Enforcement against black-market supply has diversified well beyond prosecution: Australia's ACMA directs ISPs to block listed sites; Italy's ADM blocks unlicensed domains at the network level; Germany's GGL pursues operators and — through B2B pressure — their suppliers; the Netherlands' KSA sanctions platform providers serving unlicensed sites. The supply chain, not just the storefront, is now the target.

The measurement question shadows every policy debate: a licensed market's black-market share is, by definition, hard to count, and industry and regulator estimates diverge sharply. What is not disputed is the direction of the relationship — every tax rise and product restriction in the licensed offer changes the relative attractiveness of the unlicensed one. Channelling is the number that keeps the argument honest.
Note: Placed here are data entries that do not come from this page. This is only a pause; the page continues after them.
// ABOUTME: Shared test utilities for the capture pipeline integration tests
// ABOUTME: Loopback nutrition-backend stub with scriptable responses plus an event recorder
//
// Licensed under either of Apache License, Version 2.0 or MIT License at your option.
// Copyright ©2025 Async-IO.org
#![allow(dead_code, clippy::missing_panics_doc, clippy::must_use_candidate)]

//! Shared test utilities for `pierre-capture`
//!
//! Stands up a loopback stub of the nutrition backend's fixed REST contract
//! so recognition-layer tests exercise real multipart and JSON round-trips
//! without a network. Every handler counts requests, which is how tests
//! assert that rejected inputs never reach the wire.

use axum::extract::{DefaultBodyLimit, Multipart, State};
use axum::http::{header, HeaderMap, StatusCode};
use axum::routing::post;
use axum::{Json, Router};
use pierre_capture::context::ApiContext;
use pierre_capture::flow::CaptureEvents;
use pierre_capture::models::{Barcode, RecognizedProductDraft};
use serde_json::{json, Value};
use std::net::SocketAddr;
use std::sync::atomic::{AtomicUsize, Ordering};
use std::sync::{Arc, Mutex};

/// Scripted behavior for the stub's endpoints
#[derive(Debug, Clone)]
pub enum Script {
    /// HTTP 200 with the given JSON body
    Ok(Value),
    /// HTTP 404 with a detail message
    NotFound,
    /// HTTP 500 with a detail message
    ServerError,
    /// HTTP 400 with a detail message
    BadRequest,
    /// HTTP 401 with a detail message
    Unauthorized,
}

impl Script {
    fn into_response(self) -> (StatusCode, Json<Value>) {
        match self {
            Self::Ok(body) => (StatusCode::OK, Json(body)),
            Self::NotFound => (
                StatusCode::NOT_FOUND,
                Json(json!({ "detail": "Nothing matched the request" })),
            ),
            Self::ServerError => (
                StatusCode::INTERNAL_SERVER_ERROR,
                Json(json!({ "detail": "Recognition backend failed" })),
            ),
            Self::BadRequest => (
                StatusCode::BAD_REQUEST,
                Json(json!({ "detail": "The image could not be processed" })),
            ),
            Self::Unauthorized => (
                StatusCode::UNAUTHORIZED,
                Json(json!({ "detail": "Not authenticated" })),
            ),
        }
    }
}

/// Loopback stand-in for the nutrition backend
pub struct StubBackend {
    scan: Mutex<Script>,
    recognize: Mutex<Script>,
    lookup: Mutex<Script>,
    log_from_barcode: Mutex<Script>,
    requests: AtomicUsize,
    last_authorization: Mutex<Option<String>>,
}

impl StubBackend {
    /// Stub with happy-path defaults on every endpoint
    pub fn new() -> Arc<Self> {
        Arc::new(Self {
            scan: Mutex::new(Script::Ok(
                json!({ "barcode": "4006381333931", "type": "EAN13" }),
            )),
            recognize: Mutex::new(Script::Ok(recognized_product_body())),
            lookup: Mutex::new(Script::Ok(food_product_body())),
            log_from_barcode: Mutex::new(Script::Ok(nutrition_log_body())),
            requests: AtomicUsize::new(0),
            last_authorization: Mutex::new(None),
        })
    }

    pub fn set_scan(&self, script: Script) {
        *self.scan.lock().unwrap() = script;
    }

    pub fn set_recognize(&self, script: Script) {
        *self.recognize.lock().unwrap() = script;
    }

    pub fn set_lookup(&self, script: Script) {
        *self.lookup.lock().unwrap() = script;
    }

    pub fn set_log_from_barcode(&self, script: Script) {
        *self.log_from_barcode.lock().unwrap() = script;
    }

    /// How many requests reached the stub, across all endpoints
    pub fn request_count(&self) -> usize {
        self.requests.load(Ordering::SeqCst)
    }

    /// Authorization header of the most recent request
    pub fn last_authorization(&self) -> Option<String> {
        self.last_authorization.lock().unwrap().clone()
    }

    fn record(&self, headers: &HeaderMap) {
        self.requests.fetch_add(1, Ordering::SeqCst);
        *self.last_authorization.lock().unwrap() = headers
            .get(header::AUTHORIZATION)
            .and_then(|v| v.to_str().ok())
            .map(ToOwned::to_owned);
    }
}

/// Default photo-recognition body with precise macro values
pub fn recognized_product_body() -> Value {
    json!({
        "name": "Greek Yogurt",
        "description": "Plain strained yogurt",
        "estimated_calories_per_100g": 59.3,
        "estimated_proteins_per_100g": 10.19,
        "estimated_fats_per_100g": 0.66,
        "estimated_carbs_per_100g": 3.6,
        "brand": "Fage",
        "category": "Dairy",
        "confidence": "high"
    })
}

/// Default barcode-lookup product body
pub fn food_product_body() -> Value {
    json!({
        "id": "2c0f4bd6-5c33-4f6e-9d2a-7f1b8e4a6c01",
        "name": "Nutella",
        "calories": 539.0,
        "proteins": 6.3,
        "fats": 30.9,
        "carbs": 57.5,
        "brand": "Ferrero",
        "category": "Spreads",
        "barcode": "3017620422003",
        "source": "openfoodfacts"
    })
}

/// Default meal-log body with server-computed per-portion macros
pub fn nutrition_log_body() -> Value {
    json!({
        "id": "71c2a7e5-9b64-4f25-8a3e-2d5c1b9f4e02",
        "user_id": "8f4e2d5c-1b9f-4e02-a7e5-9b644f258a3e",
        "product_id": "2c0f4bd6-5c33-4f6e-9d2a-7f1b8e4a6c01",
        "weight_g": 150.0,
        "eaten_at": "2025-06-01T12:00:00Z",
        "meal_type": "lunch",
        "calories": 808.5,
        "proteins": 9.45,
        "fats": 46.35,
        "carbs": 86.25,
        "product_name": "Nutella"
    })
}

async fn drain_multipart(multipart: &mut Multipart) -> usize {
    let mut total = 0;
    while let Ok(Some(field)) = multipart.next_field().await {
        if let Ok(bytes) = field.bytes().await {
            total += bytes.len();
        }
    }
    total
}

async fn scan_handler(
    State(stub): State<Arc<StubBackend>>,
    headers: HeaderMap,
    mut multipart: Multipart,
) -> (StatusCode, Json<Value>) {
    stub.record(&headers);
    drain_multipart(&mut multipart).await;
    stub.scan.lock().unwrap().clone().into_response()
}

async fn recognize_handler(
    State(stub): State<Arc<StubBackend>>,
    headers: HeaderMap,
    mut multipart: Multipart,
) -> (StatusCode, Json<Value>) {
    stub.record(&headers);
    drain_multipart(&mut multipart).await;
    stub.recognize.lock().unwrap().clone().into_response()
}

async fn lookup_handler(
    State(stub): State<Arc<StubBackend>>,
    headers: HeaderMap,
    Json(_body): Json<Value>,
) -> (StatusCode, Json<Value>) {
    stub.record(&headers);
    stub.lookup.lock().unwrap().clone().into_response()
}

async fn log_from_barcode_handler(
    State(stub): State<Arc<StubBackend>>,
    headers: HeaderMap,
    Json(body): Json<Value>,
) -> (StatusCode, Json<Value>) {
    stub.record(&headers);
    let script = stub.log_from_barcode.lock().unwrap().clone();
    match script {
        // Echo the requested weight back the way the backend does
        Script::Ok(mut value) => {
            if let Some(weight) = body.get("weight_g") {
                value["weight_g"] = weight.clone();
            }
            (StatusCode::CREATED, Json(value))
        }
        other => other.into_response(),
    }
}

/// Serve the stub on an ephemeral loopback port
pub async fn spawn_stub(stub: Arc<StubBackend>) -> SocketAddr {
    let app = Router::new()
        .route("/nutrition/scan-barcode-image", post(scan_handler))
        .route("/nutrition/recognize-product-image", post(recognize_handler))
        .route("/nutrition/lookup-barcode", post(lookup_handler))
        .route("/nutrition/logs/from-barcode", post(log_from_barcode_handler))
        .layer(DefaultBodyLimit::max(32 * 1024 * 1024))
        .with_state(stub);

    let listener = tokio::net::TcpListener::bind("127.0.0.1:0")
        .await
        .unwrap();
    let addr = listener.local_addr().unwrap();
    tokio::spawn(async move {
        let _ = axum::serve(listener, app).await;
    });
    addr
}

/// API context pointing at the stub, with a fixed test token
pub fn test_context(addr: SocketAddr) -> ApiContext {
    ApiContext::with_static_token(&format!("http://{addr}"), "test-token").unwrap()
}

/// Events observed by the embedding application
#[derive(Debug, Clone, PartialEq, Eq)]
pub enum Event {
    /// `on_scan` fired with this barcode
    Scanned(String),
    /// `on_recognize` fired with this product name
    Recognized(String),
    /// `on_close` fired
    Closed,
}

/// Recording implementation of the capture callbacks
///
/// Clone one handle into the flow and keep the original for assertions;
/// both share the same buffers.
#[derive(Clone, Default)]
pub struct EventRecorder {
    events: Arc<Mutex<Vec<Event>>>,
    drafts: Arc<Mutex<Vec<RecognizedProductDraft>>>,
}

impl EventRecorder {
    pub fn new() -> Self {
        Self::default()
    }

    pub fn events(&self) -> Vec<Event> {
        self.events.lock().unwrap().clone()
    }

    pub fn drafts(&self) -> Vec<RecognizedProductDraft> {
        self.drafts.lock().unwrap().clone()
    }
}

impl CaptureEvents for EventRecorder {
    fn on_scan(&mut self, barcode: Barcode) {
        self.events
            .lock()
            .unwrap()
            .push(Event::Scanned(barcode.to_string()));
    }

    fn on_recognize(&mut self, draft: RecognizedProductDraft) {
        self.events
            .lock()
            .unwrap()
            .push(Event::Recognized(draft.name.clone()));
        self.drafts.lock().unwrap().push(draft);
    }

    fn on_close(&mut self) {
        self.events.lock().unwrap().push(Event::Closed);
    }
}
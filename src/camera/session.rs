// ABOUTME: Camera session lifecycle manager with guaranteed stream release
// ABOUTME: Owns the exclusive stream handle and the session state machine
//
// Licensed under either of Apache License, Version 2.0 or MIT License at your option.
// Copyright ©2025 Async-IO.org

//! # Camera Session Manager
//!
//! One [`CameraSessionManager`] per capture UI instance. The manager owns at
//! most one stream at a time; starting a new session tears down any prior
//! stream before the device is reacquired, so two hardware locks can never
//! be held. The stream lives inside an RAII guard; dropping the manager, or
//! any early return, releases the device.

use super::backend::{CameraBackend, CameraStream, StreamRequest, VideoSink};
use crate::config::CaptureConfig;
use crate::errors::{CameraError, CaptureError};
use crate::models::CapturedImage;
use std::fmt;
use std::sync::Arc;
use std::time::Duration;
use tracing::{debug, error, info, warn};

/// Lifecycle state of a capture session
///
/// Transitions are strictly forward, with two sanctioned exceptions:
/// `Error -> Idle` (retry) and `Streaming -> Closed` (user cancel).
#[derive(Debug, Clone, Copy, PartialEq, Eq, Default)]
pub enum SessionState {
    /// No session started yet
    #[default]
    Idle,
    /// Device acquisition in flight
    Starting,
    /// Stream live, preview possible
    Streaming,
    /// A frame is being frozen and encoded
    Capturing,
    /// The captured image is with the recognition client
    Processing,
    /// Acquisition failed; retry returns to `Idle`
    Error,
    /// Stream released, session over
    Closed,
}

impl fmt::Display for SessionState {
    fn fmt(&self, f: &mut fmt::Formatter<'_>) -> fmt::Result {
        let name = match self {
            Self::Idle => "idle",
            Self::Starting => "starting",
            Self::Streaming => "streaming",
            Self::Capturing => "capturing",
            Self::Processing => "processing",
            Self::Error => "error",
            Self::Closed => "closed",
        };
        f.write_str(name)
    }
}

/// RAII wrapper releasing the stream on drop
struct StreamGuard {
    stream: Box<dyn CameraStream>,
}

impl Drop for StreamGuard {
    fn drop(&mut self) {
        self.stream.close();
    }
}

/// Manages one camera-to-recognition session at a time
pub struct CameraSessionManager {
    backend: Arc<dyn CameraBackend>,
    request: StreamRequest,
    jpeg_quality: u8,
    sink_attach_max_attempts: u32,
    sink_attach_retry: Duration,
    state: SessionState,
    stream: Option<StreamGuard>,
    last_error: Option<CameraError>,
}

impl CameraSessionManager {
    /// Create a manager for the given backend and configuration
    #[must_use]
    pub fn new(backend: Arc<dyn CameraBackend>, config: &CaptureConfig) -> Self {
        Self {
            backend,
            request: StreamRequest::from_config(config),
            jpeg_quality: config.jpeg_quality,
            sink_attach_max_attempts: config.sink_attach_max_attempts,
            sink_attach_retry: Duration::from_millis(config.sink_attach_retry_ms),
            state: SessionState::Idle,
            stream: None,
            last_error: None,
        }
    }

    /// Current session state
    #[must_use]
    pub fn state(&self) -> SessionState {
        self.state
    }

    /// Last acquisition error, if the session is in `Error`
    #[must_use]
    pub fn last_error(&self) -> Option<&CameraError> {
        self.last_error.as_ref()
    }

    /// Whether a live stream is currently held
    #[must_use]
    pub fn is_streaming(&self) -> bool {
        self.stream.is_some()
    }

    /// Acquire the camera and begin streaming
    ///
    /// Starting over an already-streaming session first releases the prior
    /// stream completely, so exactly one device lock exists afterwards.
    ///
    /// # Errors
    ///
    /// Propagates the backend's classified acquisition error and parks the
    /// session in `Error`; the caller decides between retry and the upload
    /// fallback.
    pub async fn start(&mut self) -> Result<(), CameraError> {
        if self.stream.is_some() {
            warn!(state = %self.state, "Releasing previous stream before restart");
            self.stop();
        }

        self.state = SessionState::Starting;
        self.last_error = None;

        match self.backend.open(&self.request).await {
            Ok(stream) => {
                let (width, height) = stream.resolution();
                info!(
                    backend = self.backend.backend_name(),
                    width, height, "Camera session streaming"
                );
                self.stream = Some(StreamGuard { stream });
                self.state = SessionState::Streaming;
                Ok(())
            }
            Err(err) => {
                error!(backend = self.backend.backend_name(), error = %err, "Camera acquisition failed");
                self.state = SessionState::Error;
                self.last_error = Some(err.clone());
                Err(err)
            }
        }
    }

    /// Release the stream; idempotent and safe before any successful start
    pub fn stop(&mut self) {
        if self.stream.take().is_some() {
            debug!("Camera stream released");
        }
        match self.state {
            SessionState::Idle | SessionState::Error | SessionState::Closed => {}
            _ => self.state = SessionState::Closed,
        }
    }

    /// Return from `Error` to `Idle` so the user can retry
    pub fn reset(&mut self) {
        if self.state == SessionState::Error {
            self.state = SessionState::Idle;
            self.last_error = None;
        }
    }

    /// Bind the active stream to a preview sink
    ///
    /// The surface may not be mounted yet; attachment is retried within a
    /// bounded budget before failing.
    ///
    /// # Errors
    ///
    /// `Unavailable` when no stream is active; `SinkNotReady` when the sink
    /// never became ready within the retry budget.
    pub async fn attach_to_sink(&mut self, sink: &mut dyn VideoSink) -> Result<(), CameraError> {
        if self.stream.is_none() {
            return Err(CameraError::Unavailable("no active stream to attach".into()));
        }

        for attempt in 1..=self.sink_attach_max_attempts {
            if sink.is_ready() {
                if let Some(guard) = self.stream.as_mut() {
                    if let Ok(frame) = guard.stream.current_frame() {
                        sink.render(&frame);
                    }
                }
                debug!(attempt, "Video sink attached");
                return Ok(());
            }
            tokio::time::sleep(self.sink_attach_retry).await;
        }

        warn!(
            attempts = self.sink_attach_max_attempts,
            "Video sink never became ready"
        );
        Err(CameraError::SinkNotReady {
            attempts: self.sink_attach_max_attempts,
        })
    }

    /// Freeze the current frame to a JPEG still
    ///
    /// Moves the session through `Capturing` into `Processing` on success;
    /// a failed capture falls back to `Streaming` so the user can try again.
    ///
    /// # Errors
    ///
    /// `NoFrameAvailable` when no stream is active or the device has not
    /// produced a frame yet; encoding failures are surfaced as-is.
    pub async fn capture_frame(&mut self) -> Result<CapturedImage, CaptureError> {
        if self.stream.is_none() {
            return Err(CaptureError::NoFrameAvailable);
        }
        if self.state == SessionState::Streaming {
            self.state = SessionState::Capturing;
        }

        let quality = self.jpeg_quality;
        let result = match self.stream.as_mut() {
            Some(guard) => crate::capture::capture_frame(guard.stream.as_mut(), quality).await,
            None => Err(CaptureError::NoFrameAvailable),
        };

        match &result {
            Ok(image) => {
                debug!(bytes = image.len(), "Frame captured and encoded");
                self.state = SessionState::Processing;
            }
            Err(err) => {
                warn!(error = %err, "Frame capture failed");
                if self.state == SessionState::Capturing {
                    self.state = SessionState::Streaming;
                }
            }
        }
        result
    }
}

impl Drop for CameraSessionManager {
    fn drop(&mut self) {
        // The guard would release the device anyway; going through stop()
        // keeps the state machine honest for anything observing it.
        self.stop();
    }
}

impl fmt::Debug for CameraSessionManager {
    fn fmt(&self, f: &mut fmt::Formatter<'_>) -> fmt::Result {
        f.debug_struct("CameraSessionManager")
            .field("backend", &self.backend.backend_name())
            .field("state", &self.state)
            .field("streaming", &self.stream.is_some())
            .finish()
    }
}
This atlas touches the black market mostly through enforcement entries in the change tracker: blocking orders, supplier sanctions, advertising prosecutions. They are worth following because enforcement intensity is a regime's revealed preference — a market that raises taxes while policing supply lightly has chosen a different balance from one that pairs every restriction with blocking and B2B pressure, even if both publish identical responsible-gambling rhetoric.

Frequently asked questions

What makes a gambling site "black market"?
Either the activity is expressly illegal in the player's jurisdiction (online casino in Australia), or the site supplies a licensed market without holding its licence (unlicensed operators serving Germany or the Netherlands). Both differ from grey markets, where no local rule is being broken.
How do regulators fight black-market sites?
Domain and ISP blocking (Italy, Australia), payment blocking (the UIGEA model in the US), B2B sanctions against suppliers (the Netherlands), advertising prosecution and licence-condition pressure on the legal industry's partners. No single tool suffices; regimes stack them.
What is a channelling rate?
The share of a country's actual gambling activity that stays with locally licensed operators. It is the standard metric for whether a licensed market is working — and the figure invoked on both sides of every tax-rise and stake-limit debate.
Does playing on a black-market site put the player at legal risk?
Usually the legal exposure sits with the operator, not the player — but the player carries every practical risk: no fund protection, no dispute mechanism, no self-exclusion coverage, and accounts that can vanish with balances intact.
Is the black market growing or shrinking?
Both, depending where you look: every market opening converts grey and black play into licensed play, while every restriction inside a licensed market pushes some volume back out. The honest answer is per-jurisdiction and time-stamped — which is what channelling estimates and the tracker's enforcement entries provide.